Two years ago, I saw a "white" collegue perform a short piece of puppetry, 
using a puppet she created herself.
At first glance, I got worried for her, because the puppet was obviously a 
black creole woman, and she looked ridiculously deformed in the face, with 
buck teeth and exagerated everything else, the whole thing brought together 
a stupid-looking gaze. But, as she performed, I realised that her puppet 
wasn't just what she looked like, as is the case with humans.  I knew the 
performer was a traveler who enjoyed cultural variety, to the point of 
learning their language when she got imersed in their cultures. She speaks 
at least 5 languages, and a few dialects of each. That included creole, and 
she sung it wonderfully. Her puppet was loved by everyone in the room, and I 
learned a great lesson that night.

For a long time before that, I was affraid of creating puppets of another 
"race" than my apparent white, affraid of raising protest if I ended up with 
a stereotype. Then from life experiences I learned that even the most 
exagerated caricature could still be non-insulting. I learned also that 
there will always be complainers, no matter what backgrounds. And it's seen 
as acceptable for a person to mock his own "race", however mean the mocking 
may get. Coming from anybody of any background, I consider racist comments 
to be hurtful and uncalled for, even if I consider race as an obsolete 

Today I'm all ready for creating puppets of any background, and will make 
sure to get full with visual references, but have yet to get a contract 
enabling me to. Next chance I get to build a puppet for myself, I'll give it 
a go.  I console myself with the fact that I create many creatures, and in 
that category, species and styles and vocal accents intermingle freely for 
the enjoyment of all. I probably won't ever get any protest from an orange 
or polka dot skinned audience member. Then again, you never know...

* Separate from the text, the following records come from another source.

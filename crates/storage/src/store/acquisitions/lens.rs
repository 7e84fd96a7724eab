#![forbid(unsafe_code)]

//! Lens-correction acquisitions calibrate a scope at a magnification; regular
//! acquisitions point at the one they were corrected with.

use super::super::*;
use rusqlite::{OptionalExtension, params};

/// Resolves `lens_correction_acquisition_id` for an acquisition whose own
/// `lens_correction` flag is `is_lens_correction`.
pub(super) fn resolve_lens_reference(
    conn: &Connection,
    is_lens_correction: bool,
    reference: Option<&str>,
) -> Result<Option<AcquisitionRow>, StoreError> {
    let Some(reference) = reference.map(str::trim).filter(|value| !value.is_empty()) else {
        return Ok(None);
    };
    if is_lens_correction {
        return Err(StoreError::InvalidReference(
            "lens correction acquisitions cannot reference another lens correction".to_string(),
        ));
    }
    let Some(target) = acquisition_by_key(conn, reference)? else {
        return Err(StoreError::InvalidReference(format!(
            "lens correction acquisition '{reference}' not found"
        )));
    };
    if !target.lens_correction {
        return Err(StoreError::InvalidReference(format!(
            "acquisition '{reference}' is not a lens correction acquisition"
        )));
    }
    Ok(Some(target))
}

impl SqliteStore {
    /// Newest lens correction for a scope at one magnification.
    pub fn current_lens_correction(
        &self,
        scope_id: &str,
        magnification: u32,
    ) -> Result<AcquisitionRow, StoreError> {
        let scope_id = scope_id.trim();
        self.conn
            .query_row(
                &format!(
                    r#"
                    SELECT {ACQUISITION_COLUMNS} FROM acquisitions
                    WHERE lens_correction = 1 AND scope_id = ?1 AND magnification = ?2
                    ORDER BY start_time_ms DESC, id DESC
                    LIMIT 1
                    "#
                ),
                params![scope_id, magnification],
                acquisition_from_row,
            )
            .optional()?
            .ok_or_else(|| {
                StoreError::LensCorrectionNotFound(format!(
                    "No lens correction found for scope_id={scope_id}, magnification={magnification}"
                ))
            })
    }

    /// Newest lens correction for a scope at any magnification.
    pub fn latest_lens_correction(&self, scope_id: &str) -> Result<AcquisitionRow, StoreError> {
        let scope_id = scope_id.trim();
        self.conn
            .query_row(
                &format!(
                    r#"
                    SELECT {ACQUISITION_COLUMNS} FROM acquisitions
                    WHERE lens_correction = 1 AND scope_id = ?1
                    ORDER BY start_time_ms DESC, id DESC
                    LIMIT 1
                    "#
                ),
                params![scope_id],
                acquisition_from_row,
            )
            .optional()?
            .ok_or_else(|| {
                StoreError::LensCorrectionNotFound(format!(
                    "No lens correction found for scope_id={scope_id}"
                ))
            })
    }

    pub fn list_lens_corrections(
        &self,
        request: &ListLensCorrectionsRequest,
    ) -> Result<AcquisitionPage, StoreError> {
        let filter = r#"
            WHERE lens_correction = 1
              AND (?1 IS NULL OR scope_id = ?1)
              AND (?2 IS NULL OR magnification = ?2)
              AND (?3 IS NULL OR start_time_ms >= ?3)
              AND (?4 IS NULL OR start_time_ms <= ?4)
        "#;
        let scope_id = request.scope_id.as_deref().map(str::trim);
        let total: i64 = self.conn.query_row(
            &format!("SELECT COUNT(1) FROM acquisitions {filter}"),
            params![scope_id, request.magnification, request.from_time, request.to_time],
            |row| row.get(0),
        )?;
        let acquisitions = collect_rows(
            &self.conn,
            &format!(
                "SELECT {ACQUISITION_COLUMNS} FROM acquisitions {filter}
                 ORDER BY start_time_ms DESC, id DESC LIMIT ?5 OFFSET ?6"
            ),
            params![
                scope_id,
                request.magnification,
                request.from_time,
                request.to_time,
                to_sqlite_i64(request.page.limit)?,
                to_sqlite_i64(request.page.offset)?
            ],
            acquisition_from_row,
        )?;
        Ok(AcquisitionPage {
            acquisitions,
            total: u64::try_from(total).unwrap_or(0),
        })
    }

    /// Regular acquisitions that do not reference any lens correction.
    pub fn orphan_acquisitions(
        &self,
        scope_id: Option<&str>,
        page: Page,
    ) -> Result<AcquisitionPage, StoreError> {
        let filter = r#"
            WHERE lens_correction = 0
              AND lens_correction_ref IS NULL
              AND (?1 IS NULL OR scope_id = ?1)
        "#;
        let scope_id = scope_id.map(str::trim);
        let total: i64 = self.conn.query_row(
            &format!("SELECT COUNT(1) FROM acquisitions {filter}"),
            params![scope_id],
            |row| row.get(0),
        )?;
        let acquisitions = collect_rows(
            &self.conn,
            &format!(
                "SELECT {ACQUISITION_COLUMNS} FROM acquisitions {filter}
                 ORDER BY start_time_ms DESC, id DESC LIMIT ?2 OFFSET ?3"
            ),
            params![
                scope_id,
                to_sqlite_i64(page.limit)?,
                to_sqlite_i64(page.offset)?
            ],
            acquisition_from_row,
        )?;
        Ok(AcquisitionPage {
            acquisitions,
            total: u64::try_from(total).unwrap_or(0),
        })
    }

    /// Acquisitions corrected with the given lens correction.
    pub fn acquisitions_by_lens_correction(
        &self,
        acquisition_id: &str,
        page: Page,
    ) -> Result<AcquisitionPage, StoreError> {
        let acquisition_id = acquisition_id.trim();
        let lens = acquisition_by_key(&self.conn, acquisition_id)?
            .filter(|row| row.lens_correction)
            .ok_or_else(|| {
                StoreError::LensCorrectionNotFound(format!(
                    "Lens correction acquisition not found: {acquisition_id}"
                ))
            })?;
        let total: i64 = self.conn.query_row(
            "SELECT COUNT(1) FROM acquisitions WHERE lens_correction_ref = ?1",
            params![lens.id],
            |row| row.get(0),
        )?;
        let acquisitions = collect_rows(
            &self.conn,
            &format!(
                r#"
                SELECT {ACQUISITION_COLUMNS} FROM acquisitions
                WHERE lens_correction_ref = ?1
                ORDER BY start_time_ms DESC, id DESC
                LIMIT ?2 OFFSET ?3
                "#
            ),
            params![
                lens.id,
                to_sqlite_i64(page.limit)?,
                to_sqlite_i64(page.offset)?
            ],
            acquisition_from_row,
        )?;
        Ok(AcquisitionPage {
            acquisitions,
            total: u64::try_from(total).unwrap_or(0),
        })
    }
}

----- Original Message ----- 
From: "Alan Cook" <>
To: <>
Sent: Saturday, July 28, 2007 12:44 PM
Subject: [Puptcrit] A Question re: puppetry and racial problems 
(opportunity/oppression/politically incorrectness/who is blacker than whom)

>I was sorry to hear that the California African American Museum in 
>Exposition Park, Los Angeles decided not to have a Ralph Chesse 
>retrospective exhibit---it could have shed light on past problems in 
>American History.
> I would appreciate any comments from African American puppeteers about 
> financial survival in puppetry, if any challenges came up, etc. Any 
> comments on puppetry as a means of addressing social/racial problems in 
> our culture also welcome.
> I am considering an essay from puppetry aspects. What is a stereotype 
> puppet, what is a folk art puppet (the two different categories have been 
> confused in the past), what is a non-stereotype puppet?
> All related thoughts welcome.
> As previously mentioned, while installing the puppet exhibit at St Paul 
> Central Public Library in June 2007, an African American library patron 
> expressed pleasure that the exhibit INCLUDED 2 Black Puppets.